L’une des premières victimes fut, sans doute, Anthoine Comba, dict piro, l’un des consuls pour 1629, " mais bien tôt décédé du mal contagieux ". La tutelle de ses enfants fut confiée à son collègue Jehan Féraud l’aîné ; mais deux filles au moins suivirent leur père dans la tombe : Augustine, avant Noël 1628, et Christine, vers la fin janvier 1629. Au printemps, Claude Carrière est atteint en pleines fenaisons ; il meurt sans avoir pu " recueillir et mettre au point l’herbe maresche ou foing " du pré sis à Charmanon, qu’il louait à noble François Laurencin, chanoine des églises Saint-Just et Saint-Paul. Celui-ci, un an plus tard, compensera un peu cette perte en diminuant 15 livres sur le louage du pré à sa veuve, déjà remariée à Anthoine Font.

Mais rapidement la contagion s’étend, et plusieurs familles sont très durement éprouvées : Claude Ponsset meurt avec sa femme et trois enfants ; de même, le notaire Anthoine Régnier, sa femme Marguerite Gobier, et leur fils Anthoine. Pierre Poyte voit mourir son père, sa femme et ses enfants. Anthoine Comba, dict catra, succombe ainsi que son fils Guillaume et trois autres de sa maison. Citons encore Pierre Chamby, François Pyot et Marguerite Fayetton, femme de Jacques Boyvert. Au total, vingt-cinq victimes connues, mais combien d’autres à jamais ignorées !

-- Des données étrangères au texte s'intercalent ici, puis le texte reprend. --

//! Error taxonomy for the play area kernel.
//!
//! Rejected and fouled moves are not errors; they are ordinary verdicts and
//! show up as [`Notice`](crate::messages::Notice) values. The variants here
//! cover conditions the coordinator cannot recover from on its own.

use thiserror::Error;

use crate::player::PlayerId;

#[derive(Debug, Error)]
pub enum KernelError {
    /// The request queue is gone: the coordinator has shut down or its
    /// receiver was dropped. Fatal to whoever observes it.
    #[error("request queue is closed")]
    QueueClosed,
    #[error("no empty cell found after {attempts} placement attempts")]
    PlacementExhausted { attempts: u32 },
    #[error("no on-grid direction drawn after {attempts} attempts")]
    DirectionExhausted { attempts: u32 },
    #[error("no players are registered")]
    NoPlayers,
    #[error("unknown player: {0}")]
    UnknownPlayer(PlayerId),
    #[error("illegal placement: {0}")]
    IllegalPlacement(&'static str),
    #[error("illegal move: {0}")]
    IllegalMove(&'static str),
    #[error("invalid configuration: {0}")]
    InvalidConfig(&'static str),
    #[error("failed to read configuration: {0}")]
    Io(#[from] std::io::Error),
    #[error("failed to parse configuration: {0}")]
    Json(#[from] serde_json::Error),
    #[error("simulation task failed: {0}")]
    Task(#[from] tokio::task::JoinError),
}

pub type Result<T, E = KernelError> = std::result::Result<T, E>;
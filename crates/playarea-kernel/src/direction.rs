//! Movement directions on the play area.

use std::fmt;

use serde::{Deserialize, Serialize};

/// One of the four orthogonal steps a player may propose.
///
/// The set is closed: `ALL` lists every variant and sampling code indexes
/// into it directly.
#[derive(Debug, Clone, Copy, PartialEq, Eq, Hash, PartialOrd, Ord, Serialize, Deserialize)]
#[serde(rename_all = "SCREAMING_SNAKE_CASE")]
pub enum Direction {
    Left,
    Top,
    Right,
    Bottom,
}

impl Direction {
    /// Every direction, in sampling order.
    pub const ALL: [Direction; 4] = [
        Direction::Left,
        Direction::Top,
        Direction::Right,
        Direction::Bottom,
    ];

    /// Row and column delta for a single step.
    pub fn offset(self) -> (isize, isize) {
        match self {
            Direction::Left => (0, -1),
            Direction::Top => (-1, 0),
            Direction::Right => (0, 1),
            Direction::Bottom => (1, 0),
        }
    }

    pub fn name(self) -> &'static str {
        match self {
            Direction::Left => "LEFT",
            Direction::Top => "TOP",
            Direction::Right => "RIGHT",
            Direction::Bottom => "BOTTOM",
        }
    }
}

impl fmt::Display for Direction {
    fn fmt(&self, f: &mut fmt::Formatter<'_>) -> fmt::Result {
        f.write_str(self.name())
    }
}
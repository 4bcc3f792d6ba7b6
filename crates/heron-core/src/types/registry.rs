//! Standing artifact registry snapshot (external collaborator, read-only).

use std::collections::HashMap;

use serde::{Deserialize, Serialize};
use strum::{Display, EnumString, IntoStaticStr};

use crate::keys::normalize_artifact_id;

/// Classification of a registered artifact.
///
/// The two `source_*` classes are "source-primary": only they may trigger
/// work when a cutover phase enforces source-primary admission. The four
/// derived/observational classes enjoy projection immunity.
#[derive(
    Debug,
    Clone,
    Copy,
    PartialEq,
    Eq,
    Hash,
    Serialize,
    Deserialize,
    Display,
    EnumString,
    IntoStaticStr,
)]
#[strum(serialize_all = "snake_case")]
#[serde(rename_all = "snake_case")]
pub enum ArtifactClass {
    /// Operator-maintained working document (interview logs, backlogs, ...).
    SourceProcess,
    /// Operator-maintained reference document (KPI packs, policies, ...).
    SourceReference,
    /// Derived rollup/summary view.
    ProjectionSummary,
    /// Runtime state emitted by the pipeline itself.
    SystemTelemetry,
    /// Output of an executed downstream action.
    ExecutionOutput,
    /// Retrospective/review artifact.
    Reflection,
    /// Anything the registry could not classify.
    Other,
}

impl ArtifactClass {
    /// Source-primary classes may trigger work under strict phases.
    pub fn is_source_primary(&self) -> bool {
        matches!(self, Self::SourceProcess | Self::SourceReference)
    }

    /// Derived/observational classes are suppressed by projection immunity.
    pub fn is_derived(&self) -> bool {
        matches!(
            self,
            Self::ProjectionSummary
                | Self::SystemTelemetry
                | Self::ExecutionOutput
                | Self::Reflection
        )
    }
}

/// Per-artifact trigger policy.
///
/// Anything not explicitly eligible or never is implicitly
/// manual-override-only, which is also the default for registry rows that
/// omit the field.
#[derive(
    Debug,
    Clone,
    Copy,
    PartialEq,
    Eq,
    Hash,
    Default,
    Serialize,
    Deserialize,
    Display,
    EnumString,
    IntoStaticStr,
)]
#[strum(serialize_all = "snake_case")]
#[serde(rename_all = "snake_case")]
pub enum TriggerPolicy {
    /// Artifact deltas may trigger work on their own.
    Eligible,
    /// Only a manual override admits deltas for this artifact.
    #[default]
    ManualOverrideOnly,
    /// Never admitted, override or not.
    Never,
}

/// One registry row.
#[derive(Debug, Clone, PartialEq, Serialize, Deserialize)]
pub struct RegistryEntry {
    /// Artifact id as registered (normalized on snapshot construction).
    pub artifact_id: String,
    /// Registered file path, when known.
    pub path: Option<String>,
    /// Whether the artifact is currently tracked.
    pub active: bool,
    /// Artifact classification.
    pub artifact_class: ArtifactClass,
    /// Trigger policy; defaults to manual-override-only when absent.
    #[serde(default)]
    pub trigger_policy: TriggerPolicy,
}

/// Serialized registry document shape (`{"artifacts": [...]}`).
#[derive(Debug, Clone, Serialize, Deserialize)]
pub struct RegistryDocument {
    pub artifacts: Vec<RegistryEntry>,
}

/// Read-only registry lookup keyed by normalized artifact id.
#[derive(Debug, Clone, Default)]
pub struct RegistrySnapshot {
    entries: HashMap<String, RegistryEntry>,
}

impl RegistrySnapshot {
    /// Build a snapshot from registry rows. Later rows win on id collision.
    pub fn from_entries(entries: impl IntoIterator<Item = RegistryEntry>) -> Self {
        let mut map = HashMap::new();
        for entry in entries {
            map.insert(normalize_artifact_id(&entry.artifact_id), entry);
        }
        Self { entries: map }
    }

    /// Build a snapshot from a parsed registry document.
    pub fn from_document(document: RegistryDocument) -> Self {
        Self::from_entries(document.artifacts)
    }

    /// Look up an artifact by id (normalized before lookup).
    pub fn lookup(&self, artifact_id: &str) -> Option<&RegistryEntry> {
        self.entries.get(&normalize_artifact_id(artifact_id))
    }

    /// Number of registered artifacts.
    pub fn len(&self) -> usize {
        self.entries.len()
    }

    /// True when the snapshot holds no entries.
    pub fn is_empty(&self) -> bool {
        self.entries.is_empty()
    }
}

#[cfg(test)]
mod tests {
    use super::*;

    fn entry(id: &str, class: ArtifactClass, policy: TriggerPolicy) -> RegistryEntry {
        RegistryEntry {
            artifact_id: id.to_string(),
            path: None,
            active: true,
            artifact_class: class,
            trigger_policy: policy,
        }
    }

    #[test]
    fn test_lookup_normalizes_artifact_id() {
        let snapshot = RegistrySnapshot::from_entries([entry(
            "hbag-sell-pack",
            ArtifactClass::SourceProcess,
            TriggerPolicy::Eligible,
        )]);
        assert!(snapshot.lookup("HBAG-SELL-PACK").is_some());
        assert!(snapshot.lookup("  hbag-sell-pack ").is_some());
        assert!(snapshot.lookup("OTHER").is_none());
    }

    #[test]
    fn test_source_primary_classes() {
        assert!(ArtifactClass::SourceProcess.is_source_primary());
        assert!(ArtifactClass::SourceReference.is_source_primary());
        assert!(!ArtifactClass::ProjectionSummary.is_source_primary());
        assert!(!ArtifactClass::Other.is_source_primary());
    }

    #[test]
    fn test_derived_classes() {
        for class in [
            ArtifactClass::ProjectionSummary,
            ArtifactClass::SystemTelemetry,
            ArtifactClass::ExecutionOutput,
            ArtifactClass::Reflection,
        ] {
            assert!(class.is_derived());
        }
        assert!(!ArtifactClass::SourceProcess.is_derived());
        assert!(!ArtifactClass::Other.is_derived());
    }

    #[test]
    fn test_trigger_policy_defaults_to_manual_override_only() {
        let row: RegistryEntry = serde_json::from_str(
            r#"{
                "artifact_id": "HBAG-KPI-PACK",
                "path": null,
                "active": true,
                "artifact_class": "source_reference"
            }"#,
        )
        .unwrap();
        assert_eq!(row.trigger_policy, TriggerPolicy::ManualOverrideOnly);
    }

    #[test]
    fn test_registry_document_round_trip() {
        let doc: RegistryDocument = serde_json::from_str(
            r#"{"artifacts": [{
                "artifact_id": "HEAD-SELL-PACK",
                "path": "docs/strategy/HEAD/sell-pack.user.md",
                "active": true,
                "artifact_class": "source_process",
                "trigger_policy": "eligible"
            }]}"#,
        )
        .unwrap();
        let snapshot = RegistrySnapshot::from_document(doc);
        let row = snapshot.lookup("HEAD-SELL-PACK").unwrap();
        assert_eq!(row.artifact_class, ArtifactClass::SourceProcess);
        assert_eq!(row.trigger_policy, TriggerPolicy::Eligible);
    }
}
//! Key normalization and the stable fingerprint primitive.
//!
//! Every identifier that participates in dedupe, clustering, or cooldown
//! lookups passes through one of these helpers so that key construction
//! stays auditable in a single place.

use sha2::{Digest, Sha256};

use crate::types::ArtifactDeltaEvent;

/// Placeholder used in dedupe keys when an event has no previous hash.
pub const NULL_SHA_PLACEHOLDER: &str = "null";

/// Normalize an artifact id for registry and override lookups.
///
/// Registry snapshots are keyed by this form: trimmed, upper-cased.
pub fn normalize_artifact_id(raw: &str) -> String {
    raw.trim().to_uppercase()
}

/// Normalize a free-form value to a lowercase slug of `[a-z0-9-]`.
///
/// Runs of any other character collapse to a single hyphen; leading and
/// trailing hyphens are dropped.
pub fn slugify(raw: &str) -> String {
    let mut slug = String::with_capacity(raw.len());
    let mut pending_hyphen = false;
    for ch in raw.trim().chars() {
        if ch.is_ascii_alphanumeric() {
            if pending_hyphen && !slug.is_empty() {
                slug.push('-');
            }
            pending_hyphen = false;
            slug.push(ch.to_ascii_lowercase());
        } else {
            pending_hyphen = true;
        }
    }
    slug
}

/// Build the dedupe key for an event.
///
/// Format: `"<artifact_id>:<before_sha|null>:<after_sha>"`. The literal
/// `null` placeholder keeps first-registration keys distinct from keys with
/// an empty-string hash.
pub fn dedupe_key(event: &ArtifactDeltaEvent) -> String {
    format!(
        "{}:{}:{}",
        event.artifact_id,
        event.before_sha.as_deref().unwrap_or(NULL_SHA_PLACEHOLDER),
        event.after_sha
    )
}

/// Truncate a content hash for human-readable narratives.
pub fn short_sha(sha: &str) -> String {
    sha.chars().take(7).collect()
}

/// Stable fingerprint primitive: sha-256 over newline-joined parts, hex.
///
/// Shared by the semantic-diff fallback hash and the cluster fingerprint.
/// The newline join keeps `["ab", "c"]` and `["a", "bc"]` distinct.
pub fn stable_fingerprint(parts: &[&str]) -> String {
    let mut hasher = Sha256::new();
    hasher.update(parts.join("\n").as_bytes());
    hex::encode(hasher.finalize())
}

#[cfg(test)]
mod tests {
    use super::*;

    fn make_event() -> ArtifactDeltaEvent {
        ArtifactDeltaEvent {
            artifact_id: "HBAG-SELL-PACK".to_string(),
            business: "HBAG".to_string(),
            before_sha: Some("abc1234".to_string()),
            after_sha: "def5678".to_string(),
            path: "docs/strategy/HBAG/sell-pack.user.md".to_string(),
            ..Default::default()
        }
    }

    #[test]
    fn test_dedupe_key_stable() {
        assert_eq!(dedupe_key(&make_event()), "HBAG-SELL-PACK:abc1234:def5678");
    }

    #[test]
    fn test_dedupe_key_null_placeholder() {
        let mut event = make_event();
        event.before_sha = None;
        assert_eq!(dedupe_key(&event), "HBAG-SELL-PACK:null:def5678");
    }

    #[test]
    fn test_normalize_artifact_id() {
        assert_eq!(normalize_artifact_id("  hbag-sell-pack "), "HBAG-SELL-PACK");
    }

    #[test]
    fn test_slugify() {
        assert_eq!(slugify("Channel Strategy"), "channel-strategy");
        assert_eq!(slugify("  ICP / Definition!  "), "icp-definition");
        assert_eq!(slugify("---"), "");
    }

    #[test]
    fn test_short_sha() {
        assert_eq!(short_sha("abc1234def"), "abc1234");
        assert_eq!(short_sha("ab"), "ab");
    }

    #[test]
    fn test_stable_fingerprint_is_hex_and_deterministic() {
        let a = stable_fingerprint(&["root", "anchor"]);
        let b = stable_fingerprint(&["root", "anchor"]);
        assert_eq!(a, b);
        assert_eq!(a.len(), 64);
        assert!(a.chars().all(|c| c.is_ascii_hexdigit()));
    }

    #[test]
    fn test_stable_fingerprint_separator_matters() {
        assert_ne!(
            stable_fingerprint(&["ab", "c"]),
            stable_fingerprint(&["a", "bc"])
        );
    }
}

On imagine volontiers l’atmosphère de crainte qui dut se répandre sur le village, sans jamais cependant tourner à la panique, à ce qu’il semble. Les archives notariales nous permettent de reconstituer quelque peu le climat de ces années terribles.

Ils ne mouraient pas tous, mais tous étaient frappés et, aussitôt, leurs maisons mises en quarantaine. Sans doute était-on moins sévère qu’à Lyon, où le chirurgien était suivi d’un serrurier pour happer les maisons des malades, et pour les déhaper et rehaper lorsqu’on emmènera le malade. À Chaponost, où point n’était question d’emmener les malades à l’Hôtel-Dieu, le problème le plus urgent était de trouver une personne de bonne volonté qui se vouât, moyennant finances évidemment, au service des contagieux. Et c’est là que le notaire entrait en scène pour un contrat en bonne et due forme.

Son écritoire en bandoulière, maître Saunier se présente le jeudi 26 juillet 1629 au domicile de Michel Villecourt, qui vient d’être atteint et suspect de contagion. Mais il se garde bien de pénétrer dans la maison, et reste sur le chemin, cependant que le malade fait son apparition à une fenêtre, pour assister, de loin, à la rédaction du contrat par lequel il promet de payer, en deux fois, à Noël et à Carême-prenant, une somme de 60 livres à Guette Gendeyrat, veuve de Pierre Balme, pour le servir bien et fidellement, aussy ses enfants, domestiques et tout son ménage, jusqu’à Noël prochain. Plusieurs témoins assistent à cet engagement : les frères Jacques et Philibert Pélisson, et Benoist Villecourt, lesquelles parties n’ont touché sur le papier pour être suspects de mal contagieux.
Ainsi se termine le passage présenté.